Another notable example, which comes back like a boomerang in parent groups or education groups in general, is how teachers mark exercises like: Johnny has two baskets with three apples in each. How many apples does Johnny have? The child writes, for example, 3*2=6 and the teacher marks in red and gives 0 points, or – the more generously – half a point. Because 2*3=6 in the answer key. Seriously, I’ve seen dozens of examples of this in various notebooks or exercises. And now the cherry on top, showing how deep is a hole we are in within the scope of public awareness: under every such post there are a lot of statements, including those of parents, fiercely claiming that the assignment was graded correctly. Eh…
Then I guess I don’t have any more questions when it comes to education… We talked a little bit about working alone and working together as a larger team. And how did you come across us, the Citizens’ Network Watchdog Poland?
At first, I tried to do something on my own, which was actually kind of sad and gloomy, until I came across a recruitment advertisement for the Watchdog School. I applied, I came and… I stayed. Involvement in School of Watchdog Initiatives, as well as parallel involvement in ongoing Citizens Network Watchdog Poland activities, resulted in a quietly anticipated invitation to join my all-time favourite NGO. In other words, everything happened the way it was supposed to happen.
Thank you very much for the “all-time favourite NGO”, it warms my heart. Speaking of Watchdog, what is the right to information for you?
In a way, everything. The right to information is, by its very nature, the most important of all human rights and all other rights for a very simple reason: none of the other rights will be able to be claimed if they take away our right to information. And, reversing that, we can strive for each of the other rights until only that one right is taken away.
This is valuable insight, but probably still not very popular.

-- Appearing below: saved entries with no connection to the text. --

//! [`ServoDriver`] implementation for the PCA9685 driver

// ---------------------------------------------------------------------------
// IMPORTS
// ---------------------------------------------------------------------------

use embedded_hal::blocking::i2c::{Write, WriteRead};
use log::debug;
use pwm_pca9685::{Channel, Pca9685};

use super::{ServoDriver, ServoError};

// ---------------------------------------------------------------------------
// CONSTANTS
// ---------------------------------------------------------------------------

const MAX_PWM: u16 = 4096;

// ---------------------------------------------------------------------------
// IMPLEMENTATIONS
// ---------------------------------------------------------------------------

impl<I2C, E> ServoDriver for Pca9685<I2C>
where
    I2C: Write<Error = E> + WriteRead<Error = E>
{
    /// Channels are numbered as on the board so they can be configured in
    /// parameter files.
    type Channel = u8;

    fn set_duty_cycle(
        &mut self,
        channel: Self::Channel,
        duty_cycle: f64
    ) -> Result<(), ServoError> {

        // If the duty cycle is out of range return an error
        if !(0.0..=1.0).contains(&duty_cycle) {
            return Err(ServoError::InvalidDutyCycle)
        }

        let channel = channel_for(channel)?;
        let off_count = (duty_cycle * (MAX_PWM as f64)).round() as u16;

        let result = if off_count == 0 {
            self.set_channel_full_off(channel)
        }
        else if off_count >= MAX_PWM {
            // Full off takes priority over full on, so clear it first
            self.set_channel_off(channel, 0)
                .and_then(|_| self.set_channel_full_on(channel, 0))
        }
        else {
            self.set_channel_on(channel, 0)
                .and_then(|_| self.set_channel_off(channel, off_count))
        };

        result.map_err(|e| match e {
            pwm_pca9685::Error::I2C(_) => ServoError::I2c,
            pwm_pca9685::Error::InvalidInputData => ServoError::InvalidDutyCycle
        })
    }
}

// ---------------------------------------------------------------------------
// PUBLIC FUNCTIONS
// ---------------------------------------------------------------------------

/// Set the PWM frequency of the board and enable its oscillator.
///
/// The frequency is `25 MHz / (4096 * (prescale + 1))`, `121` gives the
/// 50 Hz servos expect.
pub fn init_board<I2C, E>(pwm: &mut Pca9685<I2C>, prescale: u8) -> Result<(), ServoError>
where
    I2C: Write<Error = E> + WriteRead<Error = E>
{
    pwm.set_prescale(prescale).map_err(|e| match e {
        pwm_pca9685::Error::I2C(_) => ServoError::I2c,
        pwm_pca9685::Error::InvalidInputData => ServoError::InvalidPrescale(prescale)
    })?;

    pwm.enable().map_err(|_| ServoError::I2c)?;

    debug!("PCA9685 enabled with prescale {}", prescale);

    Ok(())
}

/// The board channel with the given number.
pub fn channel_for(channel: u8) -> Result<Channel, ServoError> {
    Ok(match channel {
        0 => Channel::C0,
        1 => Channel::C1,
        2 => Channel::C2,
        3 => Channel::C3,
        4 => Channel::C4,
        5 => Channel::C5,
        6 => Channel::C6,
        7 => Channel::C7,
        8 => Channel::C8,
        9 => Channel::C9,
        10 => Channel::C10,
        11 => Channel::C11,
        12 => Channel::C12,
        13 => Channel::C13,
        14 => Channel::C14,
        15 => Channel::C15,
        _ => return Err(ServoError::InvalidChannel(channel))
    })
}

#[cfg(test)]
mod test {
    use super::*;
    use std::{cell::Cell, rc::Rc};

    const ADDRESS: u8 = 0x40;

    /// I2C bus which records writes, answers reads with zeros, and can be
    /// made to fail.
    #[derive(Default)]
    struct MockI2c {
        writes: Vec<(u8, Vec<u8>)>,
        fail: Rc<Cell<bool>>,
    }

    impl Write for MockI2c {
        type Error = ();

        fn write(&mut self, address: u8, bytes: &[u8]) -> Result<(), ()> {
            if self.fail.get() {
                return Err(());
            }
            self.writes.push((address, bytes.to_vec()));
            Ok(())
        }
    }

    impl WriteRead for MockI2c {
        type Error = ();

        fn write_read(&mut self, _address: u8, _bytes: &[u8], buffer: &mut [u8]) -> Result<(), ()> {
            if self.fail.get() {
                return Err(());
            }
            for b in buffer.iter_mut() {
                *b = 0;
            }
            Ok(())
        }
    }

    fn board() -> Pca9685<MockI2c> {
        Pca9685::new(MockI2c::default(), ADDRESS).unwrap()
    }

    #[test]
    fn test_init_board() {
        let mut pwm = board();
        init_board(&mut pwm, 121).unwrap();

        let i2c = pwm.destroy();
        assert!(i2c.writes.iter().all(|(a, _)| *a == ADDRESS));
        assert!(i2c.writes.contains(&(ADDRESS, vec![0xFE, 121])));

        let mut pwm = board();
        assert_eq!(init_board(&mut pwm, 2), Err(ServoError::InvalidPrescale(2)));
    }

    #[test]
    fn test_set_duty_cycle() {
        let mut pwm = board();

        // 0.075 * 4096 = 307.2 -> 307 = 0x0133, off register of channel 0
        pwm.set_duty_cycle(0, 0.075).unwrap();
        pwm.set_duty_cycle(2, 0.0).unwrap();
        pwm.set_duty_cycle(15, 1.0).unwrap();

        assert_eq!(pwm.set_duty_cycle(16, 0.5), Err(ServoError::InvalidChannel(16)));
        assert_eq!(pwm.set_duty_cycle(0, 1.5), Err(ServoError::InvalidDutyCycle));

        let i2c = pwm.destroy();
        assert!(i2c.writes.contains(&(ADDRESS, vec![0x06, 0, 0])));
        assert!(i2c.writes.contains(&(ADDRESS, vec![0x08, 0x33, 0x01])));

        // Channel 2 fully off, channel 15 fully on
        assert!(i2c.writes.contains(&(ADDRESS, vec![0x10, 0x00, 0x10])));
        assert!(i2c.writes.contains(&(ADDRESS, vec![0x42, 0x00, 0x10])));
    }

    #[test]
    fn test_bus_errors() {
        let fail = Rc::new(Cell::new(false));
        let mut pwm = Pca9685::new(
            MockI2c {
                fail: fail.clone(),
                ..Default::default()
            },
            ADDRESS,
        )
        .unwrap();

        fail.set(true);

        assert_eq!(pwm.set_duty_cycle(0, 0.5), Err(ServoError::I2c));
        assert_eq!(init_board(&mut pwm, 121), Err(ServoError::I2c));
    }

    #[test]
    fn test_channel_for() {
        assert_eq!(channel_for(0), Ok(Channel::C0));
        assert_eq!(channel_for(15), Ok(Channel::C15));
        assert_eq!(channel_for(16), Err(ServoError::InvalidChannel(16)));
    }
}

Knowledge is power, we know that and how often we do not appreciate it properly. There is a lot of work that needs to be done by our society. How many discussions are held at the level of appealing to emotions instead of facts. For example, it is enough to say that the proposed law aims at this or that, and almost the entire social and media discourse stops at this level: the question of what really results from the provisions of the law recedes into the background. And yet, in the end, the only thing that matters is how this law will actually work, and that’s what it would be worth fighting about.
That’s right. And then there’s the traditional birthday question. The Citizens’ Network recently celebrated its 18th birthday. What do you wish the Network for its 18th anniversary?
Paradoxically, I wish it were no longer necessary. Because that would mean that we have built a world in which the right to information is obvious and unquestionable and citizens themselves uphold and nurture that right. I can afford to make that wish because I know it will never come true. Power, as if by definition, by its own nature, always seeks to increase its power, always tries to limit civil rights, and always extends its umbrella to more and more spheres of social life. And that means trying to knock people’s hands away, or at least eliminate their most important weapon in the first place: the right to information.
I have this dream too, by the way it often comes up in our watchdog conversations. But it may indeed be difficult to implement them. We’ll see what the future holds and what we’ll talk about on the next Watchdog anniversary. Thank you so much for the conversation!